9. The bill writes into law protection for the drug manufacturers from having to deal with the collective purchasing power of the American people. Pharmaceutical corporations have already raised prices on brand name prescriptions by 9% this year. Bio-tech firms receive a windfall 12 year patent on new pharmaceuticals.
10. The legislation continues to allow discrimination based on age and immigration status. Older enrollees can be charged up to twice as much as younger enrollees. And enrollees will be required to prove citizenship in order to receive subsidies. Non-citizens will be required to bear the full cost of purchasing insurance.
11. In order to reach a bare majority to pass the bill, the House accepted limits on the reproductive healthcare rights of women beyond current stringent federal restrictions.

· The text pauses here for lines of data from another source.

//! Game Objects
//!
//! Every object has the same body: a position, a sprite, an activity flag
//! and a named set of animations, one of which may be current. What an
//! object *does* each tick depends on its [`ObjectKind`], a closed set of
//! variants dispatched from the single [`GameObject::update`] entry point.
//!
//! The current animation is stored by name and always refers to an entry
//! of the object's own animation map; switching never moves an animation
//! out of the map.

use std::collections::HashMap;

use macroquad::prelude::{Rect, Vec2};

use super::animation::Animation;
use super::entity::ObjectId;
use super::event::Events;
use super::kinematics::Kinematics;
use super::player::Player;
use super::renderer::Surface;
use super::sprite::Sprite;
use crate::input::InputSource;

/// What an object is given for one tick
pub struct FrameContext<'a> {
    /// The object being updated
    pub id: ObjectId,
    pub input: &'a dyn InputSource,
    pub events: &'a mut Events,
}

/// Behaviour variants
#[derive(Debug, Clone)]
pub enum ObjectKind {
    /// Input-driven character with kinematics
    Player(Player),
    /// Static decoration that only plays its animation
    Scenery,
}

#[derive(Debug, Clone)]
pub struct GameObject {
    kind: ObjectKind,
    sprite: Sprite,
    position: Vec2,
    active: bool,
    animations: HashMap<String, Animation>,
    /// Key into `animations`
    current: Option<String>,
}

impl GameObject {
    pub fn new(kind: ObjectKind, sprite: Sprite) -> Self {
        let position = sprite.position();
        Self {
            kind,
            sprite,
            position,
            active: true,
            animations: HashMap::new(),
            current: None,
        }
    }

    pub fn player(player: Player, sprite: Sprite) -> Self {
        Self::new(ObjectKind::Player(player), sprite)
    }

    pub fn scenery(sprite: Sprite) -> Self {
        Self::new(ObjectKind::Scenery, sprite)
    }

    /// Advance this object by one tick
    pub fn update(&mut self, delta_time: f32, ctx: &mut FrameContext<'_>) {
        let wanted = match &mut self.kind {
            ObjectKind::Player(player) => {
                Some(player.step(delta_time, &mut self.position, &mut self.sprite, ctx))
            }
            ObjectKind::Scenery => None,
        };

        if let Some(name) = wanted {
            self.play_animation(name);
        }
        self.advance_animation(delta_time);
    }

    /// Draw the sprite if the object is active
    pub fn render(&self, surface: &mut dyn Surface) {
        if self.active {
            surface.draw_sprite(&self.sprite);
        }
    }

    pub fn bounds(&self) -> Rect {
        self.sprite.bounds()
    }

    pub fn is_active(&self) -> bool {
        self.active
    }

    pub fn set_active(&mut self, active: bool) {
        self.active = active;
    }

    pub fn position(&self) -> Vec2 {
        self.position
    }

    pub fn set_position(&mut self, position: Vec2) {
        self.position = position;
        self.sprite.set_position(position);
    }

    pub fn kind(&self) -> &ObjectKind {
        &self.kind
    }

    pub fn sprite(&self) -> &Sprite {
        &self.sprite
    }

    /// Kinematic state, for kinds that move
    pub fn kinematics(&self) -> Option<&Kinematics> {
        match &self.kind {
            ObjectKind::Player(player) => Some(&player.kinematics),
            ObjectKind::Scenery => None,
        }
    }

    pub fn kinematics_mut(&mut self) -> Option<&mut Kinematics> {
        match &mut self.kind {
            ObjectKind::Player(player) => Some(&mut player.kinematics),
            ObjectKind::Scenery => None,
        }
    }

    // =========================================================================
    // Animations
    // =========================================================================

    /// Register an animation, replacing any with the same name
    pub fn add_animation(&mut self, name: impl Into<String>, animation: Animation) {
        self.animations.insert(name.into(), animation);
    }

    /// Make `name` the current animation.
    ///
    /// Switching rewinds the new animation and shows its first frame.
    /// Playing the animation that is already current changes nothing, and an
    /// unknown name leaves the current animation as it was.
    pub fn play_animation(&mut self, name: &str) {
        if self.current.as_deref() == Some(name) {
            return;
        }
        let Some(animation) = self.animations.get_mut(name) else {
            log::trace!("no animation named '{}'", name);
            return;
        };
        animation.reset();
        animation.apply(&mut self.sprite);
        self.current = Some(name.to_string());
    }

    pub fn current_animation_name(&self) -> Option<&str> {
        self.current.as_deref()
    }

    pub fn current_animation(&self) -> Option<&Animation> {
        self.current.as_deref().and_then(|name| self.animations.get(name))
    }

    pub fn animation(&self, name: &str) -> Option<&Animation> {
        self.animations.get(name)
    }

    fn advance_animation(&mut self, delta_time: f32) {
        let Some(name) = self.current.as_deref() else { return };
        if let Some(animation) = self.animations.get_mut(name) {
            animation.update(delta_time, &mut self.sprite);
        }
    }
}
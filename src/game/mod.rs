//! Game Foundation Module
//!
//! A small object-based core for 2D platformers:
//! - Entity: generational ids so the scene can hand out safe references
//! - Sprite/Animation: what an object looks like and how that changes
//! - Kinematics: per-object Euler integration
//! - GameObject: one body type, a closed set of behaviours
//! - Scene: ordered object collection, camera and the per-frame passes
//! - Event: things objects report back to the app (sounds etc.)
//!
//! Nothing in here touches the window directly. Drawing goes through
//! [`renderer::Surface`] and input through [`crate::input::InputSource`].

// Scaffold API: the bundled demo only exercises part of it
#![allow(dead_code)]

pub mod animation;
pub mod collision;
pub mod entity;
pub mod event;
pub mod kinematics;
pub mod object;
pub mod player;
pub mod renderer;
pub mod runtime;
pub mod scene;
pub mod sprite;

// Re-export main types
pub use collision::FloorPlane;
pub use entity::ObjectId;
pub use object::GameObject;
pub use player::Player;
pub use renderer::MacroquadSurface;
pub use runtime::{FrameClock, FrameLimiter, LoopState};
pub use scene::Scene;
pub use sprite::Sprite;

We will continue to do everything in our power to support the efforts of Senator Bernie Sanders to submit a substitute single-payer amendment during the Senate debates. This historic opportunity to debate and vote on single-payer from the floor of the Senate will help set the framework for the future. And we will support all efforts to amend existing legislation in ways that would make it easier to achieve state-level single-payer reforms.
Just as we call on Congress to start for scratch, now is the time for all of those who believe that healthcare is a fundamental human right to think about what we need to do to “start from scratch” and build our movement into the future. Many of those who sincerely believed that supporting incremental reforms and the public option was a pathway towards healthcare for all have seen their aspirations betrayed by a failed bargaining strategy embraced by Congressional leaders and the Obama administration. Once this legislative moment is over, we need to join with them in a renewed fight for healthcare for all.
The mission of Healthcare-NOW! is to educate and advocate for a national publicly-funded health system: improved Medicare for all. We will continue to build the Medicare for all movement until we reach the day when all who live in the United States receive the same health security that is a right in other industrialized nations. We welcome all people who support healthcare reform to join with us in this movement. Together, we will succeed.